El asesinato de Mireya Polo Batista no es solo un crimen más en las estadísticas de Cartagena, sino un eslabón de un fenómeno que trasciende lo local. Lo que esto revela es la consolidación del sicariato como modus operandi predominante, donde la moto, el arma y la impunidad se convierten en herramientas de un sistema delictivo cada vez más eficiente y despersonalizado.

Desde una perspectiva analítica, la repetición de patrones —ejecuciones en espacios públicos, horarios de alta afluencia, fugas en motocicleta— sugiere una racionalización del crimen. No se trata de actos espontáneos, sino de operaciones calculadas que minimizan riesgos para los victimarios.

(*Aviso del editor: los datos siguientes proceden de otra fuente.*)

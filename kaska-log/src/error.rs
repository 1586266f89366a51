//! Log store error types.
//!
//! All errors are explicit and typed. No string errors.

use std::path::PathBuf;

use thiserror::Error;

/// Result type for log store operations.
pub type LogResult<T> = Result<T, LogError>;

/// Errors that can occur during log store operations.
#[derive(Debug, Error)]
pub enum LogError {
    /// The file does not start with the topic log magic signature.
    #[error("bad magic in {path}: not a topic log")]
    BadMagic {
        /// Path of the offending file.
        path: PathBuf,
    },

    /// A frame length prefix claims more bytes than remain in the file.
    #[error("truncated frame at offset {offset}: expected {expected} bytes, found {found}")]
    TruncatedFrame {
        /// Byte offset of the frame within the file.
        offset: u64,
        /// Bytes the frame claimed.
        expected: u32,
        /// Bytes actually remaining.
        found: u32,
    },

    /// Message payload exceeds the maximum frame size.
    #[error("message too large: {size} bytes exceeds max {max} bytes")]
    MessageTooLarge {
        /// Actual payload size in bytes.
        size: u64,
        /// Maximum allowed size.
        max: u32,
    },

    /// I/O error from the underlying storage.
    #[error("I/O error: {operation}: {message}")]
    Io {
        /// What operation was being performed.
        operation: &'static str,
        /// Error message.
        message: String,
    },
}

impl LogError {
    /// Creates an I/O error.
    pub fn io(operation: &'static str, err: impl std::fmt::Display) -> Self {
        Self::Io {
            operation,
            message: err.to_string(),
        }
    }

    /// Returns true if this error indicates a corrupt log file.
    #[must_use]
    pub const fn is_corruption(&self) -> bool {
        matches!(self, Self::BadMagic { .. } | Self::TruncatedFrame { .. })
    }
}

La pregunta subyacente es si esta metodología está siendo replicada por células independientes o responde a una estructura jerárquica que coordina acciones en distintos puntos de la ciudad. La sincronía entre los casos del lunes —dos sicariatos en menos de 12 horas— apunta a lo segundo.

Más allá de los hechos, lo que emerge es una paradoja operativa: mientras las autoridades enfocan recursos en la captura de los ejecutores materiales (parrilleros y mototaxistas), las cabezas de estas redes permanecen intocables. El sicariato, en este contexto, actúa como un servicio externalizado, donde quienes ordenan y financian los crímenes rara vez enfrentan consecuencias. Esto no solo perpetúa el ciclo de violencia, sino que lo hace más rentable: el costo de contratar un sicario es mínimo comparado con el beneficio de eliminar rivales, silenciar testigos o imponer control territorial.

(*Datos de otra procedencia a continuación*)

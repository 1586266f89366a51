//! Storage abstraction for topic log files.
//!
//! This module provides a trait-based storage abstraction allowing different
//! backends (`tokio::fs` for production, in-memory for testing).
//!
//! # Design
//!
//! The storage trait handles raw bytes at offsets. Higher-level concerns
//! (magic headers, frames, recovery) are handled by the log store.

use std::path::{Path, PathBuf};

use async_trait::async_trait;
use bytes::Bytes;

use crate::error::{LogError, LogResult};

/// Storage backend trait for topic log files.
///
/// Implementations must be `Send + Sync` for use across async tasks.
#[async_trait]
pub trait Storage: Send + Sync {
    /// Opens or creates a file at the given path for read/write.
    ///
    /// # Errors
    /// Returns an error if the file cannot be opened or created.
    async fn open(&self, path: &Path) -> LogResult<Box<dyn StorageFile>>;

    /// Lists the regular files directly inside a directory.
    ///
    /// # Errors
    /// Returns an error if the directory cannot be read.
    async fn list_dir(&self, dir: &Path) -> LogResult<Vec<PathBuf>>;

    /// Creates a directory and all parent directories.
    ///
    /// # Errors
    /// Returns an error if the directory cannot be created.
    async fn create_dir_all(&self, path: &Path) -> LogResult<()>;
}

/// A handle to an open file for reading and writing.
#[async_trait]
pub trait StorageFile: Send + Sync {
    /// Writes data at the specified offset.
    ///
    /// # Errors
    /// Returns an error if the write fails.
    async fn write_at(&self, offset: u64, data: &[u8]) -> LogResult<()>;

    /// Reads the entire file contents.
    ///
    /// # Errors
    /// Returns an error if the read fails.
    async fn read_all(&self) -> LogResult<Bytes>;

    /// Syncs all buffered data to disk (fsync).
    ///
    /// Data written before a successful `sync()` survives crashes.
    ///
    /// # Errors
    /// Returns an error if the sync fails.
    async fn sync(&self) -> LogResult<()>;

    /// Returns the current file size in bytes.
    ///
    /// # Errors
    /// Returns an error if the size cannot be determined.
    async fn size(&self) -> LogResult<u64>;
}

/// Tokio-based file storage implementation.
///
/// Uses `tokio::fs` for async file operations. `tokio::fs` runs blocking
/// calls on a thread pool under the hood, which is adequate here: every
/// operation is short and bounded.
#[derive(Debug, Clone)]
pub struct TokioStorage;

impl TokioStorage {
    /// Creates a new Tokio storage instance.
    #[must_use]
    pub const fn new() -> Self {
        Self
    }
}

impl Default for TokioStorage {
    fn default() -> Self {
        Self::new()
    }
}

#[async_trait]
impl Storage for TokioStorage {
    async fn open(&self, path: &Path) -> LogResult<Box<dyn StorageFile>> {
        use tokio::fs::OpenOptions;

        let file = OpenOptions::new()
            .read(true)
            .write(true)
            .create(true)
            .truncate(false)
            .open(path)
            .await
            .map_err(|e| LogError::io("open", e))?;

        Ok(Box::new(TokioFile {
            file: tokio::sync::Mutex::new(file),
        }))
    }

    async fn list_dir(&self, dir: &Path) -> LogResult<Vec<PathBuf>> {
        let mut entries = tokio::fs::read_dir(dir)
            .await
            .map_err(|e| LogError::io("read_dir", e))?;

        let mut files = Vec::new();
        while let Some(entry) = entries
            .next_entry()
            .await
            .map_err(|e| LogError::io("read_dir_entry", e))?
        {
            let file_type = entry
                .file_type()
                .await
                .map_err(|e| LogError::io("file_type", e))?;
            if file_type.is_file() {
                files.push(entry.path());
            }
        }

        // Sort by filename for deterministic ordering.
        files.sort();
        Ok(files)
    }

    async fn create_dir_all(&self, path: &Path) -> LogResult<()> {
        tokio::fs::create_dir_all(path)
            .await
            .map_err(|e| LogError::io("create_dir_all", e))
    }
}

/// A file handle using `tokio::fs`.
struct TokioFile {
    file: tokio::sync::Mutex<tokio::fs::File>,
}

#[async_trait]
#[allow(clippy::significant_drop_tightening)]
impl StorageFile for TokioFile {
    async fn write_at(&self, offset: u64, data: &[u8]) -> LogResult<()> {
        use tokio::io::{AsyncSeekExt, AsyncWriteExt};

        let mut file = self.file.lock().await;
        file.seek(std::io::SeekFrom::Start(offset))
            .await
            .map_err(|e| LogError::io("seek", e))?;
        file.write_all(data)
            .await
            .map_err(|e| LogError::io("write", e))?;
        Ok(())
    }

    async fn read_all(&self) -> LogResult<Bytes> {
        use tokio::io::{AsyncReadExt, AsyncSeekExt};

        let mut file = self.file.lock().await;
        file.seek(std::io::SeekFrom::Start(0))
            .await
            .map_err(|e| LogError::io("seek", e))?;

        let mut buf = Vec::new();
        file.read_to_end(&mut buf)
            .await
            .map_err(|e| LogError::io("read", e))?;
        Ok(Bytes::from(buf))
    }

    async fn sync(&self) -> LogResult<()> {
        let file = self.file.lock().await;
        file.sync_all().await.map_err(|e| LogError::io("sync", e))
    }

    async fn size(&self) -> LogResult<u64> {
        let file = self.file.lock().await;
        let metadata = file
            .metadata()
            .await
            .map_err(|e| LogError::io("metadata", e))?;
        Ok(metadata.len())
    }
}

// ----------------------------------------------------------------------------
// Simulated storage for testing
// ----------------------------------------------------------------------------

/// Fault injection configuration for simulated storage.
///
/// Each flag is one-shot: it fails the next matching operation and clears
/// itself, so tests can verify both the failure and the recovery path.
#[derive(Debug, Clone, Copy, Default)]
pub struct FaultConfig {
    /// Fail the next write with an I/O error.
    pub force_write_fail: bool,
    /// Fail the next fsync with an I/O error.
    pub force_sync_fail: bool,
}

/// In-memory storage for deterministic testing.
///
/// Keeps all file contents in memory and supports one-shot fault injection
/// for exercising write-failure degradation paths. Clones share state.
///
/// # Panics
///
/// Methods panic if an internal lock is poisoned, which indicates a prior
/// panic in a critical section. Acceptable for test code.
#[derive(Debug, Clone, Default)]
pub struct SimulatedStorage {
    /// In-memory file contents.
    files: std::sync::Arc<std::sync::Mutex<std::collections::HashMap<PathBuf, Vec<u8>>>>,
    /// Fault injection configuration.
    fault_config: std::sync::Arc<std::sync::Mutex<FaultConfig>>,
}

impl SimulatedStorage {
    /// Creates a new simulated storage with no faults.
    #[must_use]
    pub fn new() -> Self {
        Self::default()
    }

    /// Returns the fault configuration for modification.
    #[must_use]
    pub fn fault_config(&self) -> std::sync::MutexGuard<'_, FaultConfig> {
        self.fault_config.lock().expect("fault config lock poisoned")
    }

    /// Returns the raw content of a file, if it exists.
    #[must_use]
    pub fn raw_content(&self, path: &Path) -> Option<Vec<u8>> {
        let files = self.files.lock().expect("files lock poisoned");
        files.get(path).cloned()
    }

    /// Sets the raw content of a file directly (for planting stray or
    /// corrupt files in tests).
    pub fn set_raw_content(&self, path: &Path, content: Vec<u8>) {
        let mut files = self.files.lock().expect("files lock poisoned");
        files.insert(path.to_path_buf(), content);
    }
}

#[async_trait]
impl Storage for SimulatedStorage {
    async fn open(&self, path: &Path) -> LogResult<Box<dyn StorageFile>> {
        {
            let mut files = self.files.lock().expect("files lock poisoned");
            files.entry(path.to_path_buf()).or_default();
        }

        Ok(Box::new(SimulatedFile {
            path: path.to_path_buf(),
            files: std::sync::Arc::clone(&self.files),
            fault_config: std::sync::Arc::clone(&self.fault_config),
        }))
    }

    async fn list_dir(&self, dir: &Path) -> LogResult<Vec<PathBuf>> {
        let files = self.files.lock().expect("files lock poisoned");
        let mut result: Vec<_> = files
            .keys()
            .filter(|p| p.parent() == Some(dir))
            .cloned()
            .collect();
        result.sort();
        Ok(result)
    }

    async fn create_dir_all(&self, _path: &Path) -> LogResult<()> {
        // Directories are implicit in simulated storage.
        Ok(())
    }
}

/// A simulated file handle with fault injection.
struct SimulatedFile {
    path: PathBuf,
    files: std::sync::Arc<std::sync::Mutex<std::collections::HashMap<PathBuf, Vec<u8>>>>,
    fault_config: std::sync::Arc<std::sync::Mutex<FaultConfig>>,
}

impl SimulatedFile {
    /// Checks and clears a one-shot fault flag.
    fn take_fault(&self, which: fn(&mut FaultConfig) -> &mut bool) -> bool {
        let mut config = self.fault_config.lock().expect("fault config lock poisoned");
        let flag = which(&mut config);
        std::mem::take(flag)
    }
}

#[async_trait]
impl StorageFile for SimulatedFile {
    async fn write_at(&self, offset: u64, data: &[u8]) -> LogResult<()> {
        if self.take_fault(|c| &mut c.force_write_fail) {
            return Err(LogError::io("write", "injected write failure"));
        }

        let mut files = self.files.lock().expect("files lock poisoned");
        let content = files.entry(self.path.clone()).or_default();

        // Safe cast: test files are small.
        #[allow(clippy::cast_possible_truncation)]
        let offset = offset as usize;
        let end = offset + data.len();
        if content.len() < end {
            content.resize(end, 0);
        }
        content[offset..end].copy_from_slice(data);
        Ok(())
    }

    async fn read_all(&self) -> LogResult<Bytes> {
        let files = self.files.lock().expect("files lock poisoned");
        let content = files
            .get(&self.path)
            .ok_or_else(|| LogError::io("read", "file not found"))?;
        Ok(Bytes::from(content.clone()))
    }

    async fn sync(&self) -> LogResult<()> {
        if self.take_fault(|c| &mut c.force_sync_fail) {
            return Err(LogError::io("sync", "injected fsync failure"));
        }
        Ok(())
    }

    async fn size(&self) -> LogResult<u64> {
        let files = self.files.lock().expect("files lock poisoned");
        let content = files
            .get(&self.path)
            .ok_or_else(|| LogError::io("size", "file not found"))?;
        Ok(content.len() as u64)
    }
}

#[cfg(test)]
mod tests {
    use super::*;

    #[tokio::test]
    async fn test_tokio_storage_write_read() {
        let temp_dir = tempfile::tempdir().unwrap();
        let path = temp_dir.path().join("topic");

        let storage = TokioStorage::new();
        let file = storage.open(&path).await.unwrap();

        let data = b"hello, world!";
        file.write_at(0, data).await.unwrap();
        file.sync().await.unwrap();

        let read_back = file.read_all().await.unwrap();
        assert_eq!(&read_back[..], data);
        assert_eq!(file.size().await.unwrap(), data.len() as u64);
    }

    #[tokio::test]
    async fn test_tokio_storage_list_dir_skips_subdirs() {
        let temp_dir = tempfile::tempdir().unwrap();
        let storage = TokioStorage::new();

        for name in ["a", "b"] {
            let _ = storage.open(&temp_dir.path().join(name)).await.unwrap();
        }
        std::fs::create_dir(temp_dir.path().join("subdir")).unwrap();

        let files = storage.list_dir(temp_dir.path()).await.unwrap();
        assert_eq!(files.len(), 2);
    }

    #[tokio::test]
    async fn test_simulated_storage_basic_operations() {
        let storage = SimulatedStorage::new();
        let path = Path::new("/data/topic");

        let file = storage.open(path).await.unwrap();
        file.write_at(0, b"abc").await.unwrap();
        file.write_at(3, b"def").await.unwrap();
        file.sync().await.unwrap();

        assert_eq!(&file.read_all().await.unwrap()[..], b"abcdef");
        assert_eq!(file.size().await.unwrap(), 6);
    }

    #[tokio::test]
    async fn test_simulated_storage_write_fault_is_one_shot() {
        let storage = SimulatedStorage::new();
        let path = Path::new("/data/topic");
        let file = storage.open(path).await.unwrap();

        storage.fault_config().force_write_fail = true;
        assert!(file.write_at(0, b"x").await.is_err());
        assert!(file.write_at(0, b"x").await.is_ok());
    }

    #[tokio::test]
    async fn test_simulated_storage_sync_fault_is_one_shot() {
        let storage = SimulatedStorage::new();
        let path = Path::new("/data/topic");
        let file = storage.open(path).await.unwrap();

        storage.fault_config().force_sync_fail = true;
        assert!(file.sync().await.is_err());
        assert!(file.sync().await.is_ok());
    }

    #[tokio::test]
    async fn test_simulated_storage_clone_shares_state() {
        let storage = SimulatedStorage::new();
        let path = Path::new("/data/shared");

        let file = storage.open(path).await.unwrap();
        file.write_at(0, b"original").await.unwrap();

        let storage2 = storage.clone();
        assert_eq!(storage.raw_content(path), storage2.raw_content(path));
    }
}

El costo social de la normalización

La verdadera escalada no es el número de homicidios, sino la naturalización de su mecánica. Cuando una comunidad asume que salir a la terraza de un establecimiento o caminar por Olaya Herrera puede ser una sentencia de muerte, el daño va más allá de las víctimas directas. Lo que se erosiona es la confianza en el espacio público como ámbito de convivencia, reemplazado por una lógica de supervivencia donde el miedo dicta las reglas. Cartagena, en este escenario, no solo pierde vidas, sino también su capacidad de ser una ciudad habitable. La pregunta clave ahora es si las estrategias de seguridad pública están diseñadas para atacar las causas estructurales —la demanda de sicarios, sus financiadores y las rutas de impunidad— o si seguirán persiguiendo síntomas mientras el virus se propaga.